And on the right, the party is the movement and the movement is the party. There’s no daylight between those two things. And so I realize I may be wandering a field from your question, but it’s about making people feel a sense of belonging within a community that wants them to be who they wanna be, to have the freedom that they dream of for their children. And when we have made that sales pitch, we have won.

Eric: Uh, well that’s an amazing way to go out ’cause we’re just about running outta time. And this notion that you mentioned earlier about inevitability, about creating a sense of inevitability feels like it goes hand in hand with that, that I belong to something and it’s gonna happen and I don’t have to apologize for it and it’s coming.

I really do think that that’s an incredibly powerful way of thinking about, about our work. But I wanna leave you with, uh, one more question, which, uh, pretty simple one, which is what are you looking forward to this year? What’s exciting? I mean, it’s gonna be a crazy year. It’s 2024, but where, where are the glimmers of hope? And uh, when you get up with a smile, what caused it.

Anat: Yeah. I mean, is it cheating to talk about things outside the us?

Eric: Uh, it’s, no. You, you’re allowed, we’re all readying our visas, is that what you’re saying?

Anat: No, no. I don’t mean that. I mean like actual campaigns that I’m working on outside the US.

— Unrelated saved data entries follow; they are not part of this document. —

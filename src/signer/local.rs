//! Local private key signer implementation

use super::TransactionSigner;
use crate::error::PoolError;
use crate::types::{SignedTransaction, UnsignedTransaction};
use alloy::consensus::{SignableTransaction, TxEnvelope};
use alloy::eips::eip2718::Encodable2718;
use alloy::network::TxSignerSync;
use alloy::primitives::{Address, Bytes};
use alloy::signers::local::PrivateKeySigner;
use eyre::{Context, Result};

/// Local signer using a private key
///
/// Produces EIP-155 legacy transactions with deterministic (RFC 6979)
/// secp256k1 signatures.
#[derive(Clone)]
pub struct LocalSigner {
    signer: PrivateKeySigner,
    chain_id: Option<u64>,
}

impl std::fmt::Debug for LocalSigner {
    fn fmt(&self, f: &mut std::fmt::Formatter<'_>) -> std::fmt::Result {
        f.debug_struct("LocalSigner")
            .field("address", &self.signer.address())
            .field("chain_id", &self.chain_id)
            .finish()
    }
}

impl LocalSigner {
    /// Create a new LocalSigner from a private key hex string
    ///
    /// # Arguments
    ///
    /// * `private_key` - Hex-encoded private key (with or without 0x prefix)
    ///
    /// # Example
    ///
    /// ```rust,ignore
    /// let signer = LocalSigner::from_private_key("0x...")?.with_chain_id(1);
    /// ```
    pub fn from_private_key(private_key: impl AsRef<str>) -> Result<Self> {
        let key = private_key.as_ref().trim();
        let key = key.strip_prefix("0x").unwrap_or(key);

        let signer: PrivateKeySigner = key.parse().context("Failed to parse private key")?;

        Ok(Self {
            signer,
            chain_id: None,
        })
    }

    /// Signer with a freshly generated key
    pub fn random() -> Self {
        Self {
            signer: PrivateKeySigner::random(),
            chain_id: None,
        }
    }

    /// Refuse to sign for any chain other than `chain_id`
    pub fn with_chain_id(mut self, chain_id: u64) -> Self {
        self.chain_id = Some(chain_id);
        self
    }
}

impl TransactionSigner for LocalSigner {
    fn address(&self) -> Address {
        self.signer.address()
    }

    fn chain_id(&self) -> Option<u64> {
        self.chain_id
    }

    fn sign(
        &self,
        tx: &UnsignedTransaction,
        chain_id: u64,
    ) -> Result<SignedTransaction, PoolError> {
        if let Some(bound) = self.chain_id {
            if bound != chain_id {
                return Err(PoolError::Signing(format!(
                    "signer is bound to chain {bound}, refusing to sign for chain {chain_id}"
                )));
            }
        }
        if tx.gas_limit == 0 {
            return Err(PoolError::Signing("gas limit is zero".to_string()));
        }

        let mut legacy = tx.to_legacy(chain_id);
        let signature = self
            .signer
            .sign_transaction_sync(&mut legacy)
            .map_err(|e| PoolError::Signing(e.to_string()))?;

        let signed = legacy.into_signed(signature);
        let hash = *signed.hash();
        let raw = Bytes::from(TxEnvelope::from(signed).encoded_2718());

        Ok(SignedTransaction {
            transaction: tx.clone(),
            chain_id,
            signature,
            hash,
            raw,
        })
    }
}
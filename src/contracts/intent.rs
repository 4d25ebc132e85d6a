//! Logical pool calls and their ABI encoding

use super::IYieldPool;
use crate::error::PoolError;
use alloy::primitives::{Bytes, U256};
use alloy::sol_types::{SolCall, SolInterface};

/// A state-changing pool call: method plus ordered arguments
#[derive(Debug, Clone, PartialEq, Eq)]
pub enum CallIntent {
    Deposit { amount: U256 },
    Withdraw { amount: U256 },
    ClaimRewards,
}

impl CallIntent {
    /// Contract method name
    pub fn method(&self) -> &'static str {
        match self {
            Self::Deposit { .. } => "deposit",
            Self::Withdraw { .. } => "withdraw",
            Self::ClaimRewards => "claimRewards",
        }
    }

    /// ABI-encode into calldata (selector + arguments)
    pub fn encode(&self) -> Bytes {
        let data = match self {
            Self::Deposit { amount } => IYieldPool::depositCall { amount: *amount }.abi_encode(),
            Self::Withdraw { amount } => IYieldPool::withdrawCall { amount: *amount }.abi_encode(),
            Self::ClaimRewards => IYieldPool::claimRewardsCall {}.abi_encode(),
        };
        Bytes::from(data)
    }

    /// Decode calldata back into an intent
    ///
    /// Fails on unknown selectors, truncated arguments, and calls to view
    /// functions (those are not intents).
    pub fn decode(data: &[u8]) -> Result<Self, PoolError> {
        let call = IYieldPool::IYieldPoolCalls::abi_decode(data)
            .map_err(|e| PoolError::Encoding(format!("invalid pool calldata: {e}")))?;

        match call {
            IYieldPool::IYieldPoolCalls::deposit(c) => Ok(Self::Deposit { amount: c.amount }),
            IYieldPool::IYieldPoolCalls::withdraw(c) => Ok(Self::Withdraw { amount: c.amount }),
            IYieldPool::IYieldPoolCalls::claimRewards(_) => Ok(Self::ClaimRewards),
            _ => Err(PoolError::Encoding(
                "calldata targets a view function, not a pool operation".to_string(),
            )),
        }
    }
}

/// Decode the `uint256` returned by a pool view function
pub fn decode_uint_return<C>(data: &[u8]) -> Result<U256, PoolError>
where
    C: SolCall<Return = U256>,
{
    C::abi_decode_returns(data)
        .map_err(|e| PoolError::Encoding(format!("failed to decode {} return: {e}", C::SIGNATURE)))
}
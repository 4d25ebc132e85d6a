//! Contract bindings and call encoding for the yield pool

pub mod intent;
pub mod pool;

pub use intent::{decode_uint_return, CallIntent};
pub use pool::*;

I mean, there are lots of places where it’s challenging and, you know, I, I don’t wanna undermine or undercut what’s going on in other places. But in Ireland in 2022, they achieved a landmark victory granting legal status to every undocumented person, you know, who applies and like, goes through the process.

And that campaign was 10 years in the making and I think that, you know, I mentioned Argentina earlier, despite the absolutely horrifying election that they just had, and Milei who is just, you know, a terrifying monster with a chainsaw. The wave of abortion legislation that is happening in Latin America, can’t say the same for North America, is extraordinarily promising.

And I think that there is a movement toward leftwing, liberatory, inclusive populism, and it gets no play and no attention. People don’t look at it. They don’t look at Colombia, they don’t look at Brazil. They don’t look at the fact that, you know what gives me hope, actually, here, here, I’m going to land here and it’s going to be dynastic.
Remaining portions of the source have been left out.